Accessing newly annotated genomes in Ensembl Rapid Release, Demo
Newly annotated genomes are all added to Ensembl Rapid Release. These genomes have minimal annotation, with genes mapped onto the genome, InterProScan protein domain analysis and BLAST indexing. There is no BioMart and no comparative genomics analysis. Since gene name and function is usually inferred from orthologues in better annotated species, this is not available for species in Rapid Release.
From the Rapid Release homepage, click on View and download available data for all species.
Here we have a list of all the species available in Rapid Release, including latin and common names, genome accession and annotation source. There are also links out to the FTP site where you can download whole genome flatfiles. There are annotation files with the loci and sequences of the genes, the whole genome sequence and BAM files. The BAM files are the RNA-seq data that was used to annotate the genes.

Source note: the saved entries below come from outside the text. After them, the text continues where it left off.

// ==========================================
// 配送线路看板 - 过滤/排序视图
// ==========================================
// 职责: 对记录集做只读投影（搜索、区域、司机过滤 + 单列排序）
// 红线: 视图不修改数据
// ==========================================

use crate::domain::delivery::DeliveryRecord;
use crate::domain::types::{Region, SummaryScope};
use serde::{Deserialize, Serialize};
use std::cmp::Ordering;
use std::str::FromStr;

// ==========================================
// RegionFilter - 区域过滤
// ==========================================
// "" → Unset（不显示汇总卡片）, "all" → All, "SP"/"RJ" → Only
#[derive(Debug, Clone, Copy, PartialEq, Eq, Default)]
pub enum RegionFilter {
    #[default]
    Unset,
    All,
    Only(Region),
}

impl RegionFilter {
    pub fn matches(&self, region: Region) -> bool {
        match self {
            RegionFilter::Unset | RegionFilter::All => true,
            RegionFilter::Only(r) => *r == region,
        }
    }

    /// 汇总卡片可见性: 未选区域时全部隐藏,all 显示全部,指定区域仅显示该区域
    pub fn shows_summary(&self, scope: SummaryScope) -> bool {
        match self {
            RegionFilter::Unset => false,
            RegionFilter::All => true,
            RegionFilter::Only(r) => scope.region() == Some(*r),
        }
    }
}

impl FromStr for RegionFilter {
    type Err = String;

    fn from_str(s: &str) -> Result<Self, Self::Err> {
        match s.trim() {
            "" => Ok(RegionFilter::Unset),
            v if v.eq_ignore_ascii_case("all") => Ok(RegionFilter::All),
            v => v.parse::<Region>().map(RegionFilter::Only),
        }
    }
}

// ==========================================
// RecordFilter - 过滤谓词
// ==========================================
#[derive(Debug, Clone, Default, PartialEq)]
pub struct RecordFilter {
    /// 搜索词（司机名或区域,不区分大小写的包含匹配）
    pub search: String,
    pub region: RegionFilter,
    /// None 表示全部司机
    pub driver: Option<String>,
}

impl RecordFilter {
    pub fn matches(&self, record: &DeliveryRecord) -> bool {
        if !self.region.matches(record.region) {
            return false;
        }

        if let Some(driver) = &self.driver {
            if &record.driver != driver {
                return false;
            }
        }

        let needle = self.search.to_lowercase();
        record.driver.to_lowercase().contains(&needle)
            || record.region.as_str().to_lowercase().contains(&needle)
    }
}

// ==========================================
// 排序
// ==========================================
#[derive(Debug, Clone, Copy, PartialEq, Eq, Serialize, Deserialize)]
#[serde(rename_all = "snake_case")]
pub enum SortKey {
    StartLabel,
    Driver,
    Route,
    Region,
    OrderedCount,
    DeliveredCount,
    PendingCount,
    DeliveryPercent,
    RoutePercent,
}

impl FromStr for SortKey {
    type Err = String;

    fn from_str(s: &str) -> Result<Self, Self::Err> {
        match s.trim() {
            "start_label" => Ok(SortKey::StartLabel),
            "driver" => Ok(SortKey::Driver),
            "route" => Ok(SortKey::Route),
            "region" => Ok(SortKey::Region),
            "ordered_count" => Ok(SortKey::OrderedCount),
            "delivered_count" => Ok(SortKey::DeliveredCount),
            "pending_count" => Ok(SortKey::PendingCount),
            "delivery_percent" => Ok(SortKey::DeliveryPercent),
            "route_percent" => Ok(SortKey::RoutePercent),
            other => Err(format!("未知排序列: {}", other)),
        }
    }
}

#[derive(Debug, Clone, Copy, PartialEq, Eq, Serialize, Deserialize)]
#[serde(rename_all = "snake_case")]
pub enum SortDirection {
    Asc,
    Desc,
}

#[derive(Debug, Clone, Copy, PartialEq, Eq, Serialize, Deserialize)]
pub struct SortState {
    pub key: SortKey,
    pub direction: SortDirection,
}

impl SortState {
    /// 点击列头: 同列切换方向,不同列重置为升序
    pub fn toggle(current: Option<SortState>, key: SortKey) -> SortState {
        let direction = match current {
            Some(state) if state.key == key && state.direction == SortDirection::Asc => {
                SortDirection::Desc
            }
            _ => SortDirection::Asc,
        };
        SortState { key, direction }
    }

    fn compare(&self, a: &DeliveryRecord, b: &DeliveryRecord) -> Ordering {
        let ord = match self.key {
            SortKey::StartLabel => a.start_label.cmp(&b.start_label),
            SortKey::Driver => a.driver.cmp(&b.driver),
            SortKey::Route => a.route.cmp(&b.route),
            SortKey::Region => a.region.as_str().cmp(b.region.as_str()),
            SortKey::OrderedCount => a.ordered_count.cmp(&b.ordered_count),
            SortKey::DeliveredCount => a.delivered_count.cmp(&b.delivered_count),
            SortKey::PendingCount => a.pending_count.cmp(&b.pending_count),
            SortKey::DeliveryPercent => a
                .delivery_percent
                .partial_cmp(&b.delivery_percent)
                .unwrap_or(Ordering::Equal),
            SortKey::RoutePercent => a
                .route_percent
                .partial_cmp(&b.route_percent)
                .unwrap_or(Ordering::Equal),
        };

        match self.direction {
            SortDirection::Asc => ord,
            SortDirection::Desc => ord.reverse(),
        }
    }
}

/// 过滤 + 排序（稳定排序,相等元素保持原相对顺序）
pub fn filter_and_sort<'a>(
    records: &'a [DeliveryRecord],
    filter: &RecordFilter,
    sort: Option<SortState>,
) -> Vec<&'a DeliveryRecord> {
    let mut rows: Vec<&DeliveryRecord> = records.iter().filter(|r| filter.matches(r)).collect();

    if let Some(sort) = sort {
        rows.sort_by(|a, b| sort.compare(a, b));
    }

    rows
}

/// 当前区域过滤下的去重司机列表（字典序）
pub fn unique_drivers(records: &[DeliveryRecord], region: RegionFilter) -> Vec<String> {
    let mut drivers: Vec<String> = records
        .iter()
        .filter(|r| region.matches(r.region))
        .map(|r| r.driver.clone())
        .collect();
    drivers.sort();
    drivers.dedup();
    drivers
}

#[cfg(test)]
mod tests {
    use super::*;

    fn record(id: &str, driver: &str, region: Region, ordered: i64) -> DeliveryRecord {
        DeliveryRecord::new(
            id.to_string(),
            "Not Started".to_string(),
            None,
            driver.to_string(),
            region,
            ordered,
            0,
        )
    }

    fn sample() -> Vec<DeliveryRecord> {
        vec![
            record("1", "Carlos", Region::SP, 30),
            record("2", "ana", Region::RJ, 10),
            record("3", "Bruno", Region::SP, 10),
            record("4", "Carlos", Region::Unassigned, 20),
        ]
    }

    #[test]
    fn test_filter_region_and_search() {
        let records = sample();

        let filter = RecordFilter {
            region: RegionFilter::Only(Region::SP),
            ..Default::default()
        };
        let ids: Vec<&str> = filter_and_sort(&records, &filter, None)
            .iter()
            .map(|r| r.id.as_str())
            .collect();
        assert_eq!(ids, vec!["1", "3"]);

        // 搜索同时匹配区域文本
        let filter = RecordFilter {
            search: "rj".to_string(),
            ..Default::default()
        };
        let ids: Vec<&str> = filter_and_sort(&records, &filter, None)
            .iter()
            .map(|r| r.id.as_str())
            .collect();
        assert_eq!(ids, vec!["2"]);

        // 司机名不区分大小写
        let filter = RecordFilter {
            search: "CAR".to_string(),
            ..Default::default()
        };
        assert_eq!(filter_and_sort(&records, &filter, None).len(), 2);
    }

    #[test]
    fn test_filter_driver_exact() {
        let records = sample();
        let filter = RecordFilter {
            driver: Some("Carlos".to_string()),
            region: RegionFilter::All,
            ..Default::default()
        };
        assert_eq!(filter_and_sort(&records, &filter, None).len(), 2);
    }

    #[test]
    fn test_sort_is_stable_and_toggles() {
        let records = sample();
        let asc = SortState::toggle(None, SortKey::OrderedCount);
        assert_eq!(asc.direction, SortDirection::Asc);

        let ids: Vec<&str> = filter_and_sort(&records, &RecordFilter::default(), Some(asc))
            .iter()
            .map(|r| r.id.as_str())
            .collect();
        // 2 与 3 相等,保持原顺序
        assert_eq!(ids, vec!["2", "3", "4", "1"]);

        let desc = SortState::toggle(Some(asc), SortKey::OrderedCount);
        assert_eq!(desc.direction, SortDirection::Desc);
        let ids: Vec<&str> = filter_and_sort(&records, &RecordFilter::default(), Some(desc))
            .iter()
            .map(|r| r.id.as_str())
            .collect();
        assert_eq!(ids, vec!["1", "4", "2", "3"]);

        // 切换到其他列重置为升序
        let other = SortState::toggle(Some(desc), SortKey::Driver);
        assert_eq!(other.direction, SortDirection::Asc);
        let back = SortState::toggle(Some(desc), SortKey::OrderedCount);
        assert_eq!(back.direction, SortDirection::Asc);
    }

    #[test]
    fn test_unique_drivers_scoped_by_region() {
        let records = sample();
        assert_eq!(
            unique_drivers(&records, RegionFilter::Unset),
            vec!["Bruno", "Carlos", "ana"]
        );
        assert_eq!(
            unique_drivers(&records, RegionFilter::Only(Region::SP)),
            vec!["Bruno", "Carlos"]
        );
    }

    #[test]
    fn test_region_filter_parse_and_summary_visibility() {
        assert_eq!("".parse::<RegionFilter>(), Ok(RegionFilter::Unset));
        assert_eq!("all".parse::<RegionFilter>(), Ok(RegionFilter::All));
        assert_eq!("RJ".parse::<RegionFilter>(), Ok(RegionFilter::Only(Region::RJ)));

        assert!(!RegionFilter::Unset.shows_summary(SummaryScope::All));
        assert!(RegionFilter::All.shows_summary(SummaryScope::SP));
        assert!(RegionFilter::Only(Region::RJ).shows_summary(SummaryScope::RJ));
        assert!(!RegionFilter::Only(Region::RJ).shows_summary(SummaryScope::All));
    }

    #[test]
    fn test_sort_key_parse() {
        assert_eq!("route_percent".parse::<SortKey>(), Ok(SortKey::RoutePercent));
        assert!("insucessos".parse::<SortKey>().is_err());
    }
}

Click on BAM for Ailuropoda melanoleuca (Giant panda). In many internet browsers, this will try to open in an FTP client, so you may need to change the ftp
at the beginning of the URL to http
to open the site.
Here you can see the BAM files (.bam
), BAM index (.bam.bai
) and read coverage wiggle files (.bam.bw
) for each of the tissues that were sampled for RNA-seq.
Go back to the species list and click on the panda latin name Ailuropoda melanoleuca.
Here you can see links to example data and statistics about the genome. Let’s search for a gene: ENSAMEG00000015675.
The gene page has a summary of the gene information, including a graphic and table of the transcripts.
There is a limited amount of annotation attached to the gene. There are GO terms, which were assigned based on protein domains from sequence analysis. Click on any of the GO categories to see the terms.
Let’s explore the Location tab by clicking on Location: 1:511,592-546,674 at the top left. You can view RNA-seq data across this locus by clicking on Configure this page. This menu shows us all the possible tracks you can view. Click on RNA-seq models in the left-hand menu.
You can use the matrix to add data by cell type. The cell types are listed down the side, with data type along the top. Click on the boxes to add the data individually, or hover over the keys at the top or side to get the option to select all. Hover over Gene models then pick Select all to see all RNA-seq based gene models in different cell types, which were used to annotate genes at this region
One way we can find out more about the gene by BLAST-ing the sequence against a more well annotated gene. We need to export the sequence first. First go the gene tab, then expand Show transcript table. Click on the transcript ENSAMET00000049361.1. This will take you to the transcript tab, where you can click on Protein to get the protein sequence. Copy the sequence and launch www.ensembl.org, then go to BLAST/BLAT.
Paste in the Panda sequence, then search against the Protein database and hit Run. Go to the results when the job is done.
The top hit is to human SMC3, which we can assume is the orthologue of the Panda gene. Click on the gene to go to the gene tab. You can find significant information about the human gene from the gene tab, much of which probably applies to the Panda gene too, for example Phenotypes associated with the human gene, GO terms linked to the human gene, External references to other databases, tissue-based Gene Expression from Expression Atlas and biochemical Pathways the protein is involved in from Reactome.